Il fut un temps où l'accent a été mis en durabilité environnementale. Aujourd'hui, l'attention est centrée sur la durabilité sociale, dans laquelle les principaux facteurs sont les travailleurs du secteur et la population locale, afin qu'ils participent aux avantages dérivés de l'activité touristique. En ce qui concerne le premier, il faut insister sur le fait que, encore et encore, que le tourisme fournit plus de 3,2 millions d'emplois, et en termes de considération, souvent qualifiés d'emploi circonstancier et mal rémunéré, il suffit de supposer une avance remarquable dans la stabilité et le niveau de rémunération des travailleurs dans le secteur du tourisme. Quant à l'équilibre entre les visiteurs et la population de réception, de nombreuses mesures, certaines réussies et d'autres clairement inutiles et même contre-productives sont en cours de lancement. La campagne de communication de Turespaña, « Think Again », dont les objectifs sont la déconcentration géographique, la destation et la diversification des produits touristiques est un pas en avant courageux dans la stratégie que la politique touristique recherche depuis des années. D'un autre côté, les «taux touristiques», et même les interdictions, ont montré leur inefficacité, leur mauvaise gestion et leur emploi qui n'ont rien à voir avec les raisons qui ont apparemment justifié leur création.

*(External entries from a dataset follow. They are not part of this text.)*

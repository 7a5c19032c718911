//! Cooperative task scheduler over a fixed pool of worker threads.
//!
//! Never-run tasks are dispatched from a global queue ordered by
//! [`Priority`]; a task that suspends is pinned to the worker that first ran
//! it and resumes only from that worker's private queue.

pub mod error;
pub mod metrics;
pub mod priority;
pub mod runner;
pub mod task;

pub use error::SchedulerError;
pub use metrics::SchedulerMetrics;
pub use priority::{lexicographic, Priority, PriorityComparator};
pub use roiflow_core::SchedulerConfig;
pub use runner::{current_worker, Scheduler};
pub use task::{Resumable, Step, StepContext, Task, TaskPhase};
use std::future::{Future, IntoFuture};
use std::pin::Pin;
use std::sync::{Arc, Condvar, Mutex, PoisonError};
use std::task::{Context, Poll};

use futures::task::AtomicWaker;
use tracing::{debug, warn};

use crate::cancel::CancelToken;
use crate::error::RequestError;
use crate::request::Request;

/// Fan-out/fan-in over a set of requests.
///
/// Waiting submits every request and returns once all have settled. On the
/// first failure the remaining requests are cancelled; the pool still waits
/// for them before reporting the error, so nothing is left running.
pub struct RequestPool<T> {
    requests: Vec<Request<T>>,
}

struct Settle {
    state: Mutex<SettleState>,
    done: Condvar,
    waker: AtomicWaker,
}

struct SettleState {
    remaining: usize,
    error: Option<RequestError>,
}

impl Settle {
    fn lock(&self) -> std::sync::MutexGuard<'_, SettleState> {
        self.state.lock().unwrap_or_else(PoisonError::into_inner)
    }

    fn poll_settled(&self, cx: &mut Context<'_>) -> Poll<()> {
        self.waker.register(cx.waker());
        if self.lock().remaining == 0 {
            Poll::Ready(())
        } else {
            Poll::Pending
        }
    }
}

impl<T: Send + 'static> RequestPool<T> {
    pub fn new() -> Self {
        Self {
            requests: Vec::new(),
        }
    }

    pub fn add(&mut self, request: Request<T>) {
        self.requests.push(request);
    }

    pub fn len(&self) -> usize {
        self.requests.len()
    }

    pub fn is_empty(&self) -> bool {
        self.requests.is_empty()
    }

    pub fn requests(&self) -> &[Request<T>] {
        &self.requests
    }

    /// Cancel every request in the pool.
    pub fn cancel(&self) {
        for r in &self.requests {
            r.cancel();
        }
    }

    /// Register completion tracking on every request and submit them.
    fn start(&self) -> Arc<Settle> {
        let settle = Arc::new(Settle {
            state: Mutex::new(SettleState {
                remaining: self.requests.len(),
                error: None,
            }),
            done: Condvar::new(),
            waker: AtomicWaker::new(),
        });
        let tokens: Arc<Vec<CancelToken>> =
            Arc::new(self.requests.iter().map(|r| r.token().clone()).collect());

        for request in &self.requests {
            let settle = Arc::clone(&settle);
            let tokens = Arc::clone(&tokens);
            let name = request.name().to_string();
            request.notify_finished(move |status| {
                let first_failure = {
                    let mut st = settle.lock();
                    st.remaining -= 1;
                    let mut first = false;
                    if let Err(e) = status {
                        match &st.error {
                            None => {
                                st.error = Some(e.clone());
                                first = true;
                            }
                            // A real failure beats the cancellations it caused.
                            Some(prev) if prev.is_cancelled() && !e.is_cancelled() => {
                                st.error = Some(e.clone());
                            }
                            Some(_) => {}
                        }
                    }
                    if st.remaining == 0 {
                        settle.done.notify_all();
                    }
                    first
                };
                if first_failure {
                    debug!(request = %name, "pool member failed, cancelling siblings");
                    for token in tokens.iter() {
                        token.cancel();
                    }
                }
                settle.waker.wake();
            });
        }

        for request in &self.requests {
            if let Err(e) = request.submit() {
                warn!(request = %request.name(), error = %e, "pool member not submitted");
            }
        }
        settle
    }

    fn collect(self, settle: &Settle) -> Result<Vec<T>, RequestError> {
        if let Some(err) = settle.lock().error.take() {
            return Err(err);
        }
        self.requests
            .into_iter()
            .map(|r| r.try_take().unwrap_or(Err(RequestError::Consumed)))
            .collect()
    }

    /// Submit everything and block until all requests have settled.
    /// Results come back in the order the requests were added.
    ///
    /// On a worker of a member's scheduler nothing is submitted and
    /// `WouldBlock` is returned unless every member has already finished;
    /// use [`join`](Self::join) there.
    pub fn wait(self) -> Result<Vec<T>, RequestError> {
        let blocking = self
            .requests
            .iter()
            .find(|r| !r.is_finished() && r.scheduler().current_worker().is_some());
        if let Some(request) = blocking {
            warn!(request = %request.name(), "blocking pool wait refused on a worker thread");
            return Err(RequestError::WouldBlock(request.name().to_string()));
        }
        let settle = self.start();
        {
            let mut st = settle.lock();
            while st.remaining > 0 {
                st = settle.done.wait(st).unwrap_or_else(PoisonError::into_inner);
            }
        }
        self.collect(&settle)
    }

    /// Like [`wait`](Self::wait), but suspends the awaiting task instead of
    /// blocking its thread.
    pub async fn join(self) -> Result<Vec<T>, RequestError> {
        let settle = self.start();
        futures::future::poll_fn(|cx| settle.poll_settled(cx)).await;
        self.collect(&settle)
    }
}

impl<T: Send + 'static> Default for RequestPool<T> {
    fn default() -> Self {
        Self::new()
    }
}

impl<T: Send + 'static> Extend<Request<T>> for RequestPool<T> {
    fn extend<I: IntoIterator<Item = Request<T>>>(&mut self, iter: I) {
        self.requests.extend(iter);
    }
}

impl<T: Send + 'static> FromIterator<Request<T>> for RequestPool<T> {
    fn from_iter<I: IntoIterator<Item = Request<T>>>(iter: I) -> Self {
        Self {
            requests: iter.into_iter().collect(),
        }
    }
}

impl<T: Send + 'static> IntoFuture for RequestPool<T> {
    type Output = Result<Vec<T>, RequestError>;
    type IntoFuture = Pin<Box<dyn Future<Output = Self::Output> + Send>>;

    fn into_future(self) -> Self::IntoFuture {
        Box::pin(self.join())
    }
}
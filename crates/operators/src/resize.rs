//! Box-filter resampling.
//!
//! Each output element is the mean of the input elements its footprint
//! overlaps along every axis. Output and input regions are related by the
//! scale `out / in` per axis; starts round down and stops round up in both
//! directions, so a mapped region always covers the exact one.

use std::sync::atomic::{AtomicUsize, Ordering};
use std::sync::Arc;

use async_trait::async_trait;
use roiflow_core::{with_buffer, Buffer, ConfigurationError, Element, NdArray, Roi};
use roiflow_graph::{ComputeContext, ConfigureContext, DirtyContext, InputSpec, Operator, OutputSpec};
use roiflow_request::{RequestError, RequestPool};
use tracing::debug;

use crate::progress::ProgressSignal;

/// Axes that may never change extent.
const FIXED_AXES: [char; 2] = ['c', 't'];

/// Input region needed to compute `roi` of an output of `out_shape`
/// resampled from `in_shape`.
pub fn input_roi_for(roi: &Roi, in_shape: &[usize], out_shape: &[usize]) -> Roi {
    map_roi(roi, out_shape, in_shape)
}

/// Output region affected by a change to `roi` of the input.
pub fn output_roi_for(roi: &Roi, in_shape: &[usize], out_shape: &[usize]) -> Roi {
    map_roi(roi, in_shape, out_shape)
}

/// Scale `roi` from an array of shape `from` to one of shape `to`.
fn map_roi(roi: &Roi, from: &[usize], to: &[usize]) -> Roi {
    if roi.rank() != from.len() || from.len() != to.len() {
        return Roi::full(to);
    }
    let (start, stop): (Vec<usize>, Vec<usize>) = (0..roi.rank())
        .map(|axis| {
            let (f, t) = (from[axis].max(1), to[axis]);
            let range = roi.axis(axis);
            ((range.start * t / f).min(t), (range.end * t).div_ceil(f).min(t))
        })
        .unzip();
    // Everything is a safe over-approximation.
    Roi::new(start, stop).unwrap_or_else(|_| Roi::full(to))
}

/// Resamples `Input` to the shape given by `ResizedShape`.
///
/// Channel and time axes must keep their extent. When the shapes already
/// match the input is passed through untouched. Otherwise the requested
/// region is cut along the leading axis into parallel parts.
#[derive(Debug, Clone)]
pub struct OpResize {
    parallelism: usize,
    progress: ProgressSignal,
}

impl Default for OpResize {
    fn default() -> Self {
        Self::new()
    }
}

impl OpResize {
    pub const INPUT: usize = 0;
    pub const RESIZED_SHAPE: usize = 1;
    pub const OUTPUT: usize = 0;

    pub fn new() -> Self {
        Self {
            parallelism: 4,
            progress: ProgressSignal::new(),
        }
    }

    /// Maximum number of parts a request is split into.
    pub fn with_parallelism(mut self, parts: usize) -> Self {
        self.parallelism = parts.max(1);
        self
    }

    /// Progress of each compute: 0 when it starts, rising as parts finish,
    /// 100 when the region is assembled.
    pub fn progress(&self) -> ProgressSignal {
        self.progress.clone()
    }
}

#[async_trait]
impl Operator for OpResize {
    fn name(&self) -> &str {
        "OpResize"
    }

    fn inputs(&self) -> Vec<InputSpec> {
        vec![InputSpec::array("Input"), InputSpec::value("ResizedShape")]
    }

    fn outputs(&self) -> Vec<OutputSpec> {
        vec![OutputSpec::array("Output")]
    }

    fn configure(&self, cx: &mut ConfigureContext) -> Result<(), ConfigurationError> {
        let input = cx.input_meta(Self::INPUT)?.clone();
        let resized = cx
            .require_value(Self::RESIZED_SHAPE)?
            .as_shape()
            .map(<[usize]>::to_vec)
            .ok_or_else(|| ConfigurationError::InvalidValue {
                operator: self.name().to_string(),
                slot: "ResizedShape".to_string(),
                reason: "expected a shape".to_string(),
            })?;

        if resized.len() != input.rank() {
            return Err(ConfigurationError::RankMismatch {
                operator: self.name().to_string(),
                expected: input.rank(),
                actual: resized.len(),
            });
        }
        if input.rank() == 0 || resized.contains(&0) {
            return Err(ConfigurationError::InvalidValue {
                operator: self.name().to_string(),
                slot: "ResizedShape".to_string(),
                reason: format!("cannot resize to {resized:?}"),
            });
        }
        for key in FIXED_AXES {
            if let Some(axis) = input.axis_index(key) {
                if resized[axis] != input.shape[axis] {
                    return Err(ConfigurationError::UnsupportedResize {
                        operator: self.name().to_string(),
                        axis: key,
                    });
                }
            }
        }

        let mut output = input;
        output.shape = resized;
        cx.set_output_meta(Self::OUTPUT, output);
        Ok(())
    }

    async fn compute(
        &self,
        cx: &ComputeContext,
        _output: usize,
        roi: &Roi,
        dest: &mut Buffer,
    ) -> Result<(), RequestError> {
        let in_shape = cx.input_meta(Self::INPUT)?.shape.clone();
        let out_shape = cx.output_meta(Self::OUTPUT)?.shape.clone();

        if in_shape == out_shape {
            *dest = cx.request_input(Self::INPUT, roi.clone()).await?;
            return Ok(());
        }

        let parts = roi.split_axis(0, self.parallelism);
        let total = parts.len();
        let finished = Arc::new(AtomicUsize::new(0));
        debug!(%roi, parts = total, "resampling");
        self.progress.emit(0);

        let mut pool = RequestPool::new();
        for (i, part) in parts.into_iter().enumerate() {
            let in_shape = in_shape.clone();
            let out_shape = out_shape.clone();
            let request = cx.spawn(format!("OpResize.part{i}"), move |cx| async move {
                let source_roi = input_roi_for(&part, &in_shape, &out_shape);
                let source = cx.request_input(Self::INPUT, source_roi.clone()).await?;
                cx.check_cancelled()?;
                let data = resample(&source, &source_roi, &part, &in_shape, &out_shape);
                Ok((part, data))
            });
            let progress = self.progress.clone();
            let finished = Arc::clone(&finished);
            request.notify_finished(move |status| {
                if status.is_ok() {
                    let done = finished.fetch_add(1, Ordering::SeqCst) + 1;
                    if done < total {
                        progress.emit((100 * done / total) as u8);
                    }
                }
            });
            pool.add(request);
        }

        let results = pool.await?;
        cx.check_cancelled()?;
        for (part, data) in results {
            let local = part
                .relative_to(roi)
                .map_err(|e| RequestError::InvalidRoi(e.to_string()))?;
            dest.write_region(&local, &data)?;
        }
        self.progress.emit(100);
        Ok(())
    }

    fn notify_dirty(&self, cx: &mut DirtyContext, input: usize, roi: &Roi) {
        let shapes = cx
            .input_meta(Self::INPUT)
            .zip(cx.output_meta(Self::OUTPUT))
            .map(|(i, o)| (i.shape.clone(), o.shape.clone()));
        match shapes {
            Some((in_shape, out_shape)) if input == Self::INPUT => {
                let affected = output_roi_for(roi, &in_shape, &out_shape);
                cx.set_output_dirty(Self::OUTPUT, affected);
            }
            _ => cx.set_output_dirty_all(Self::OUTPUT),
        }
    }
}

/// Box-filter `source` (covering `source_roi` of the input) into `target`
/// of the output.
fn resample(source: &Buffer, source_roi: &Roi, target: &Roi, in_shape: &[usize], out_shape: &[usize]) -> Buffer {
    // Per axis, the input span of every output index in `target`, relative
    // to `source_roi`.
    let spans: Vec<Vec<(usize, usize)>> = (0..target.rank())
        .map(|axis| {
            let (n, m) = (in_shape[axis], out_shape[axis]);
            let offset = source_roi.start()[axis];
            target
                .axis(axis)
                .map(|o| {
                    let lo = o * n / m;
                    let hi = ((o + 1) * n).div_ceil(m).max(lo + 1);
                    (lo - offset, hi - offset)
                })
                .collect()
        })
        .collect();

    with_buffer!(source, a => Element::into_buffer(box_mean(a, &target.shape(), &spans)))
}

fn box_mean<T: Element>(source: &NdArray<T>, shape: &[usize], spans: &[Vec<(usize, usize)>]) -> NdArray<T> {
    let rank = shape.len();
    let mut pos = vec![0; rank];
    NdArray::from_fn(shape, |idx| {
        let bounds: Vec<(usize, usize)> = idx.iter().enumerate().map(|(axis, &i)| spans[axis][i]).collect();
        for (p, (lo, _)) in pos.iter_mut().zip(&bounds) {
            *p = *lo;
        }
        let mut sum = 0.0;
        let mut count = 0usize;
        loop {
            sum += source.get(&pos).map_or(0.0, Element::to_f64);
            count += 1;
            // Odometer over the box, last axis fastest.
            let mut axis = rank;
            loop {
                if axis == 0 {
                    return T::from_f64(sum / count as f64);
                }
                axis -= 1;
                pos[axis] += 1;
                if pos[axis] < bounds[axis].1 {
                    break;
                }
                pos[axis] = bounds[axis].0;
            }
        }
    })
}

#[cfg(test)]
mod tests {
    use super::*;

    fn roi(start: &[usize], stop: &[usize]) -> Roi {
        Roi::new(start.to_vec(), stop.to_vec()).unwrap()
    }

    #[test]
    fn downscale_maps_output_to_input() {
        let mapped = input_roi_for(&roi(&[0, 0], &[32, 32]), &[128, 128], &[64, 64]);
        assert_eq!(mapped, roi(&[0, 0], &[64, 64]));
    }

    #[test]
    fn dirty_rows_halve_with_outward_rounding() {
        let mapped = output_roi_for(&roi(&[10], &[20]), &[128], &[64]);
        assert_eq!(mapped, roi(&[5], &[10]));

        let mapped = output_roi_for(&roi(&[10, 5], &[20, 21]), &[128, 128], &[64, 64]);
        assert_eq!(mapped, roi(&[5, 2], &[10, 11]));
    }

    #[test]
    fn non_integer_scales_cover_the_exact_region() {
        // 10 -> 4: output element 1 spans input [2.5, 5).
        let mapped = input_roi_for(&roi(&[1], &[2]), &[10], &[4]);
        assert_eq!(mapped, roi(&[2], &[5]));
        let mapped = output_roi_for(&roi(&[9], &[10]), &[10], &[4]);
        assert_eq!(mapped, roi(&[3], &[4]));
    }

    #[test]
    fn mismatched_ranks_map_to_everything() {
        let mapped = output_roi_for(&roi(&[0, 0, 0], &[1, 1, 1]), &[16, 16], &[8, 8]);
        assert_eq!(mapped, Roi::full(&[8, 8]));
    }

    #[test]
    fn box_filter_averages_blocks() {
        let source: Buffer = NdArray::<f32>::from_fn(&[4, 4], |i| (i[0] * 4 + i[1]) as f32).into();
        let target = roi(&[0, 0], &[2, 2]);
        let out = resample(&source, &roi(&[0, 0], &[4, 4]), &target, &[4, 4], &[2, 2]);
        // Top-left block: 0, 1, 4, 5.
        assert_eq!(out.get_f64(&[0, 0]), Some(2.5));
        assert_eq!(out.get_f64(&[1, 1]), Some(12.5));
    }

    #[test]
    fn upscale_repeats_elements() {
        let source: Buffer = NdArray::<u8>::from_vec(&[2], vec![10, 20]).unwrap().into();
        let out = resample(&source, &roi(&[0], &[2]), &roi(&[0], &[4]), &[2], &[4]);
        assert_eq!(out, Buffer::from(NdArray::<u8>::from_vec(&[4], vec![10, 10, 20, 20]).unwrap()));
    }
}
use std::sync::atomic::{AtomicUsize, Ordering};
use std::sync::Arc;

use roiflow_core::{Buffer, NdArray, Roi, Value};
use roiflow_graph::Graph;
use roiflow_operators::{OpArrayPiper, OpTrackSlotVersion, OpValuePiper};
use roiflow_scheduler::Scheduler;

fn volume(seed: u8) -> Buffer {
    NdArray::<u8>::from_fn(&[10, 12, 13, 2], |i| {
        let mix = (i[0] * 1_000 + i[1] * 100 + i[2] * 10 + i[3]) as u32;
        ((mix.wrapping_mul(2_654_435_761) >> 24) as u8) ^ seed
    })
    .into()
}

#[test]
fn array_piper_passes_data_and_dirtiness_through() {
    let scheduler = Scheduler::with_workers(2).unwrap();
    let graph = Graph::new(&scheduler);
    let first = graph.add_operator(OpArrayPiper);
    let second = graph.add_operator(OpArrayPiper);
    second
        .input("Input")
        .unwrap()
        .connect(&first.output("Output").unwrap())
        .unwrap();
    let data = volume(1);
    first.input("Input").unwrap().set_value(data.clone()).unwrap();

    let out = second.output("Output").unwrap();
    assert_eq!(out.meta().unwrap().axistags.unwrap().to_string(), "zyxc");
    let full = Roi::full(&[10, 12, 13, 2]);
    assert_eq!(out.get(full).wait().unwrap(), data);

    out.take_dirty_regions().unwrap();
    let stale = Roi::new(vec![1, 2, 3, 0], vec![4, 5, 6, 2]).unwrap();
    first.input("Input").unwrap().set_dirty(stale.clone()).unwrap();
    assert_eq!(out.dirty_regions(), vec![stale]);
    scheduler.stop();
}

#[test]
fn version_counts_dirty_notifications() {
    let scheduler = Scheduler::with_workers(2).unwrap();
    let graph = Graph::new(&scheduler);
    let source = graph.add_operator(OpArrayPiper);
    let tracker = graph.add_operator(OpTrackSlotVersion);
    let version = tracker.output("Version").unwrap();

    let data = volume(7);
    source.input("Input").unwrap().set_value(data.clone()).unwrap();
    // Connected after the data arrived: nothing has gone stale yet.
    tracker
        .input("Input")
        .unwrap()
        .connect(&source.output("Output").unwrap())
        .unwrap();
    assert_eq!(version.value(), Some(Value::Int(0)));

    let output = tracker
        .output("Output")
        .unwrap()
        .get(Roi::full(&[10, 12, 13, 2]))
        .wait()
        .unwrap();
    assert_eq!(output, data);

    for expected in 1..=10 {
        source.input("Input").unwrap().set_dirty_all().unwrap();
        assert_eq!(version.value(), Some(Value::Int(expected)));
    }

    // Reconfiguration resets the count, then the new data is one change.
    let replacement = volume(8);
    assert_ne!(replacement, data);
    source.input("Input").unwrap().set_value(replacement).unwrap();
    assert_eq!(version.value(), Some(Value::Int(1)));
}

#[test]
fn version_changes_notify_listeners() {
    let scheduler = Scheduler::with_workers(1).unwrap();
    let graph = Graph::new(&scheduler);
    let tracker = graph.add_operator(OpTrackSlotVersion);
    tracker.input("Input").unwrap().set_value(volume(3)).unwrap();

    let version = tracker.output("Version").unwrap();
    let hits = Arc::new(AtomicUsize::new(0));
    let counter = Arc::clone(&hits);
    version
        .subscribe_dirty(move |slot, roi| {
            assert_eq!(roi.rank(), 0);
            assert!(slot.value().is_some());
            counter.fetch_add(1, Ordering::SeqCst);
        })
        .unwrap();

    tracker.input("Input").unwrap().set_dirty_all().unwrap();
    tracker.input("Input").unwrap().set_dirty_all().unwrap();
    assert_eq!(hits.load(Ordering::SeqCst), 2);
    assert_eq!(version.value(), Some(Value::Int(3)));
    scheduler.stop();
}

#[test]
fn value_piper_publishes_every_kind_of_value() {
    let scheduler = Scheduler::with_workers(1).unwrap();
    let graph = Graph::new(&scheduler);
    let pipe = graph.add_operator(OpValuePiper::new());
    let input = pipe.input("Input").unwrap();
    let output = pipe.output("Output").unwrap();
    assert_eq!(output.value(), None);

    let values = [
        Value::from("Somestring"),
        Value::from(1i64),
        Value::from("Different string"),
        Value::from(true),
        Value::Shape(vec![3, 4]),
        Value::from(volume(5)),
    ];
    for value in values {
        input.set_value(value.clone()).unwrap();
        assert_eq!(output.value(), Some(value));
    }
    scheduler.stop();
}

#[test]
fn value_piper_chain_follows_reconfiguration() {
    let scheduler = Scheduler::with_workers(1).unwrap();
    let graph = Graph::new(&scheduler);
    let first = graph.add_operator(OpValuePiper::new());
    let second = graph.add_operator(OpValuePiper::new());
    first.input("Input").unwrap().set_value(2.5).unwrap();
    second
        .input("Input")
        .unwrap()
        .connect(&first.output("Output").unwrap())
        .unwrap();
    let out = second.output("Output").unwrap();
    assert_eq!(out.value(), Some(Value::Float(2.5)));

    let dirty = Arc::new(AtomicUsize::new(0));
    let counter = Arc::clone(&dirty);
    out.subscribe_dirty(move |_, _| {
        counter.fetch_add(1, Ordering::SeqCst);
    })
    .unwrap();

    first.input("Input").unwrap().set_value("changed").unwrap();
    assert_eq!(out.value(), Some(Value::from("changed")));
    // The new value arrives through reconfiguration, not as dirtiness.
    assert_eq!(dirty.load(Ordering::SeqCst), 0);
    scheduler.stop();
}

#[test]
fn value_piper_extra_inputs_dirty_the_whole_output() {
    let scheduler = Scheduler::with_workers(1).unwrap();
    let graph = Graph::new(&scheduler);
    let pipe = graph.add_operator(OpValuePiper::new().with_extra_input("Sigma"));
    pipe.input("Input").unwrap().set_value(1i64).unwrap();
    let out = pipe.output("Output").unwrap();

    let dirty = Arc::new(AtomicUsize::new(0));
    let counter = Arc::clone(&dirty);
    out.subscribe_dirty(move |_, roi| {
        assert_eq!(*roi, Roi::full(&[]));
        counter.fetch_add(1, Ordering::SeqCst);
    })
    .unwrap();

    pipe.input("Sigma").unwrap().set_value(0.7).unwrap();
    assert_eq!(dirty.load(Ordering::SeqCst), 1);
    pipe.input("Input").unwrap().set_dirty_all().unwrap();
    assert_eq!(dirty.load(Ordering::SeqCst), 1);
    scheduler.stop();
}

Malgré leur échec (Amsterdam, Venise) ont été copiés dans des destinations espagnoles (Barcelone, îles Balariques).
Lorsqu'elle est préconisée par la durabilité économique, la tentative est souvent qualifiée pour les avantages économiques commerciaux est souvent la demande, la rémunération des travailleurs et la gestion du touriste traverse les informations du comportement et des aspirations des visiteurs).
Nous ne voulons pas résoudre, établissant des limites à l'activité touristique, des problèmes aussi généraux que le manque de logement (pensez que l'arrivée de millions d'émigrants qui ont rejoint l'économie espagnole ont déclenché la demande), l'insuffisance radicale des investissements dans les infrastructures et les services publics (en particulier dans les transports), dont le développement est précisément basé sur la demande touristique, sans lesquels la population locale ne serait pas suffisante pour le développement final.
En bref, nous convenons que les êtres humains polluent le simple fait de l'existant et que la meilleure façon de rendre notre existence plus durable et celle de la planète est par la conscience qui guide notre comportement personnel et professionnel et favorise l'innovation technologique qui permet de renforcer notre contribution à la durabilité de l'activité touristique.